▶ [EXERCISE REQUIREMENTS]
Find the line in the entries below that contains "a throttle signal.". Repeat it exactly, and every line after it through the line that contains "pub struct SuppressionConfig".

▶ [ENTRIES PROVIDED]
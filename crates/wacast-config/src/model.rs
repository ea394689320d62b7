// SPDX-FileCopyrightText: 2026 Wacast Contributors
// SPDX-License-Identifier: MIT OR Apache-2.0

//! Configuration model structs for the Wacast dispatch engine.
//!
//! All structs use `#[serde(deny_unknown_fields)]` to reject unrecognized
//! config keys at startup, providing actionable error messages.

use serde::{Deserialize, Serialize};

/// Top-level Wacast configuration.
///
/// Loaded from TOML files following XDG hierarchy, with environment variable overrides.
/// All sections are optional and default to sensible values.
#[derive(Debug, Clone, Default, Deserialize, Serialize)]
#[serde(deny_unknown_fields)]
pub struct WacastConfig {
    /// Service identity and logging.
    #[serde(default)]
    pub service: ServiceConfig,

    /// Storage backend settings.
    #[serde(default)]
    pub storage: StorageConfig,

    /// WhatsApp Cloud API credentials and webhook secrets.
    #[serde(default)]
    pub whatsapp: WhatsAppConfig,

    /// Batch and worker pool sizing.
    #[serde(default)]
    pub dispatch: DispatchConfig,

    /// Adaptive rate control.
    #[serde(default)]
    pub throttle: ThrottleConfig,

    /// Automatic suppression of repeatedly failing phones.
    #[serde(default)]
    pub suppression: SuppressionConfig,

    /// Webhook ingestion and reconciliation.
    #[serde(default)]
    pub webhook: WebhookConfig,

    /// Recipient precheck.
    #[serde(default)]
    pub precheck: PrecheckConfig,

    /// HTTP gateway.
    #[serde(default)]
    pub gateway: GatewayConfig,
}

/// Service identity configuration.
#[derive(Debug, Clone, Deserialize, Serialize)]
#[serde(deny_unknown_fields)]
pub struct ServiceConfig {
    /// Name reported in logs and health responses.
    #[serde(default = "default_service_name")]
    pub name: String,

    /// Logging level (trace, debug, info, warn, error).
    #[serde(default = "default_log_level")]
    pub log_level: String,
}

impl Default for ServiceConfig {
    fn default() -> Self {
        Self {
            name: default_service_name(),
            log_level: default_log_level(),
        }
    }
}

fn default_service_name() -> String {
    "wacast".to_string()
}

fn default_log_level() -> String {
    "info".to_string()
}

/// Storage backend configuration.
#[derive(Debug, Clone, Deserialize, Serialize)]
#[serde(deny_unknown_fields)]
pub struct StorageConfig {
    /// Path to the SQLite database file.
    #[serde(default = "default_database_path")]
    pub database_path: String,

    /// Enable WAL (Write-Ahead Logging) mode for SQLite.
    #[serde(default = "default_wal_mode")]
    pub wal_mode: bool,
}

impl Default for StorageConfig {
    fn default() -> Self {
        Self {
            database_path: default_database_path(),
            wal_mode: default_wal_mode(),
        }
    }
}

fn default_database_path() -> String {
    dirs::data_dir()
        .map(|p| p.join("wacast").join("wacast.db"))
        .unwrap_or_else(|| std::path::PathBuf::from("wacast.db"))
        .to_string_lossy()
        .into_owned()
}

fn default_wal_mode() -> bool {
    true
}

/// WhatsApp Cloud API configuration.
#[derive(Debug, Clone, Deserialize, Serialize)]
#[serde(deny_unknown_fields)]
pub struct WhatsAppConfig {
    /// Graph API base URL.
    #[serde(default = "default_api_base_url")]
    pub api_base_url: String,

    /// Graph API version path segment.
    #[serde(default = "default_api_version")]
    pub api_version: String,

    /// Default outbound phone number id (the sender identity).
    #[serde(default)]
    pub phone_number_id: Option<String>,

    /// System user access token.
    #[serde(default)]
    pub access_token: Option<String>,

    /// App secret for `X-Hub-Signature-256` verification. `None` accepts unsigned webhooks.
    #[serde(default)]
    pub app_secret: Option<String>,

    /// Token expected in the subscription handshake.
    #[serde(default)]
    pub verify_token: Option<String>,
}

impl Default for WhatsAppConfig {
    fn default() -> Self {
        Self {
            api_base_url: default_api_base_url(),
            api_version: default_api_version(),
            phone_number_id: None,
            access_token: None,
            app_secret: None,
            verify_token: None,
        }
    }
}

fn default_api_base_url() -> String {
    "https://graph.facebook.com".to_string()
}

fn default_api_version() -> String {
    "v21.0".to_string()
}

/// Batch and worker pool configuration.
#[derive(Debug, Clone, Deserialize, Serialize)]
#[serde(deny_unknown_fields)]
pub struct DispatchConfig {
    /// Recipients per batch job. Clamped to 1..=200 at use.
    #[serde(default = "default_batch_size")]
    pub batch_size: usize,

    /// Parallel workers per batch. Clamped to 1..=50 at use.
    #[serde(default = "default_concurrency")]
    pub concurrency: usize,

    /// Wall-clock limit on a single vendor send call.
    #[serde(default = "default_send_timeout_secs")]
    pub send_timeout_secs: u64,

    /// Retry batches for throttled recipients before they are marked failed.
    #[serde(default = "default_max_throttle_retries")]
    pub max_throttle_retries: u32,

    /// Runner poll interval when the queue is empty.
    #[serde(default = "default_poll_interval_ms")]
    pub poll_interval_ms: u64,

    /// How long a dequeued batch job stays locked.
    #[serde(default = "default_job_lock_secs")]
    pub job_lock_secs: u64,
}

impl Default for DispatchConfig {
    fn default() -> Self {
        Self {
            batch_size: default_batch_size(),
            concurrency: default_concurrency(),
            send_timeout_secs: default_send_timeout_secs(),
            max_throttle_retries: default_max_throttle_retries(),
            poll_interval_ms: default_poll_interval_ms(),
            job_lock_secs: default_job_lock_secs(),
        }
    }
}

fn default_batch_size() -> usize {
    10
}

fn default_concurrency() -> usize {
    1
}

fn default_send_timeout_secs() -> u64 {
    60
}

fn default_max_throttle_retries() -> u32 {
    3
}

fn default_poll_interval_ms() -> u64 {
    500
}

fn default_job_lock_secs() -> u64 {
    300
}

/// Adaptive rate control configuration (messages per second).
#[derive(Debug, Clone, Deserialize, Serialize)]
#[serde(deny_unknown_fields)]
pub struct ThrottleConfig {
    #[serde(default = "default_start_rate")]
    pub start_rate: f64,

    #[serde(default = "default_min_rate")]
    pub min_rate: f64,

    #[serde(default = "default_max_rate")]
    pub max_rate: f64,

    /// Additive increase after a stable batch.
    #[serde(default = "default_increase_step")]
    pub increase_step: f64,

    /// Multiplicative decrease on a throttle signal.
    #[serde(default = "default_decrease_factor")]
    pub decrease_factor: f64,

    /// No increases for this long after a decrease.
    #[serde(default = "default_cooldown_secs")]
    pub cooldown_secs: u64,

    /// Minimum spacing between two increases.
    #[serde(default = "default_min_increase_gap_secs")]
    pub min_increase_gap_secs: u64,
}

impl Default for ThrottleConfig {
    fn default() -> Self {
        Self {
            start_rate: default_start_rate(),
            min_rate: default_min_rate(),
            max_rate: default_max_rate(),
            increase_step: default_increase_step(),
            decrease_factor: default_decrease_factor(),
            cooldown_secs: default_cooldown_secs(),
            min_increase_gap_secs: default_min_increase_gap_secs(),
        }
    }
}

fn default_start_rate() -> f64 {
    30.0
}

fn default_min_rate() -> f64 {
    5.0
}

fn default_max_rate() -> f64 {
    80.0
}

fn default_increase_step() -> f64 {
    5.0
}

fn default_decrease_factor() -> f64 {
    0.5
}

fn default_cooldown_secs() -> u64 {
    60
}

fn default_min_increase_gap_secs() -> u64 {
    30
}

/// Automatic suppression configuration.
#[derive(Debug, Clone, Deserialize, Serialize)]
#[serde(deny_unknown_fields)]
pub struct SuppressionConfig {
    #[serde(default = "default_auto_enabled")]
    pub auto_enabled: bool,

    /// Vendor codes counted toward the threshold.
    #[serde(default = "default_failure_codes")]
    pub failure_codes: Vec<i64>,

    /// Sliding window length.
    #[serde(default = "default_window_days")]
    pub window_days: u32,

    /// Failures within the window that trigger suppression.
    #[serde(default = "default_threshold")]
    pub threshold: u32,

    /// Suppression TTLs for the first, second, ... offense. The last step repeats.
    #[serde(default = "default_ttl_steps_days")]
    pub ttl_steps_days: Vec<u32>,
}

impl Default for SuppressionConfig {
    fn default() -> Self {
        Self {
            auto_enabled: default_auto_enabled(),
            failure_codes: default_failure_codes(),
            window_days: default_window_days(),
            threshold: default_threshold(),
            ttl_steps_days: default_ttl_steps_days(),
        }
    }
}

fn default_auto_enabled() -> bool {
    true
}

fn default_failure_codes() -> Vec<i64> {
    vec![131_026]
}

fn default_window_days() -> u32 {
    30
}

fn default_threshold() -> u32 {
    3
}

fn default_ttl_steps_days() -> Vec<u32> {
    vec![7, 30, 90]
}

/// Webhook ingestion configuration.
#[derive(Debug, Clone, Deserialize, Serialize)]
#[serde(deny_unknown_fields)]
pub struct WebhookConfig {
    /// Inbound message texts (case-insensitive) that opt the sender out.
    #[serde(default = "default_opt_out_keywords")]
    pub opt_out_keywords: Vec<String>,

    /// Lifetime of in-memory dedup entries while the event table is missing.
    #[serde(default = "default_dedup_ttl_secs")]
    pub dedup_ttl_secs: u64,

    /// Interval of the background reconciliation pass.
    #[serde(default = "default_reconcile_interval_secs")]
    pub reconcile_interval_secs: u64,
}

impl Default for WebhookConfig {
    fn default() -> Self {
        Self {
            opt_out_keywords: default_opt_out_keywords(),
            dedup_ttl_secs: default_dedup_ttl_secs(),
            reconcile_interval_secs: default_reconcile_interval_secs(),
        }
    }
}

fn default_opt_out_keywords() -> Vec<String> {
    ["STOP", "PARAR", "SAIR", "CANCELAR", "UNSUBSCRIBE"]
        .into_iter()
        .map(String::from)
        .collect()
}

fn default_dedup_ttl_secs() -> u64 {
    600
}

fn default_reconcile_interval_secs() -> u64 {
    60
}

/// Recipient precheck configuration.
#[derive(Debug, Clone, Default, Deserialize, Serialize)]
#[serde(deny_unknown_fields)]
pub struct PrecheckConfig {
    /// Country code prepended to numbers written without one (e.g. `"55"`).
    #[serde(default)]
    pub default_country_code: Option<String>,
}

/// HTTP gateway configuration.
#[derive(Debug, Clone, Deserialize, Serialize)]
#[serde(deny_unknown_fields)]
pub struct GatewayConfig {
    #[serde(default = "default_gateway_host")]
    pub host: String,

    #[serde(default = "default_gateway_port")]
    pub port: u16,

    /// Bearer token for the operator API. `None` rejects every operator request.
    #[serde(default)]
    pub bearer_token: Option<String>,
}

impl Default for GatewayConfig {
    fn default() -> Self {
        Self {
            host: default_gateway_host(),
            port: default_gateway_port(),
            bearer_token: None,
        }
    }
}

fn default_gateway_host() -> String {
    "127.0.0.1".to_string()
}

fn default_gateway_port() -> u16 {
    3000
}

▶ [REPLY]
    /// Multiplicative decrease on a throttle signal.
    #[serde(default = "default_decrease_factor")]
    pub decrease_factor: f64,

    /// No increases for this long after a decrease.
    #[serde(default = "default_cooldown_secs")]
    pub cooldown_secs: u64,

    /// Minimum spacing between two increases.
    #[serde(default = "default_min_increase_gap_secs")]
    pub min_increase_gap_secs: u64,
}

impl Default for ThrottleConfig {
    fn default() -> Self {
        Self {
            start_rate: default_start_rate(),
            min_rate: default_min_rate(),
            max_rate: default_max_rate(),
            increase_step: default_increase_step(),
            decrease_factor: default_decrease_factor(),
            cooldown_secs: default_cooldown_secs(),
            min_increase_gap_secs: default_min_increase_gap_secs(),
        }
    }
}

fn default_start_rate() -> f64 {
    30.0
}

fn default_min_rate() -> f64 {
    5.0
}

fn default_max_rate() -> f64 {
    80.0
}

fn default_increase_step() -> f64 {
    5.0
}

fn default_decrease_factor() -> f64 {
    0.5
}

fn default_cooldown_secs() -> u64 {
    60
}

fn default_min_increase_gap_secs() -> u64 {
    30
}

/// Automatic suppression configuration.
#[derive(Debug, Clone, Deserialize, Serialize)]
#[serde(deny_unknown_fields)]
pub struct SuppressionConfig {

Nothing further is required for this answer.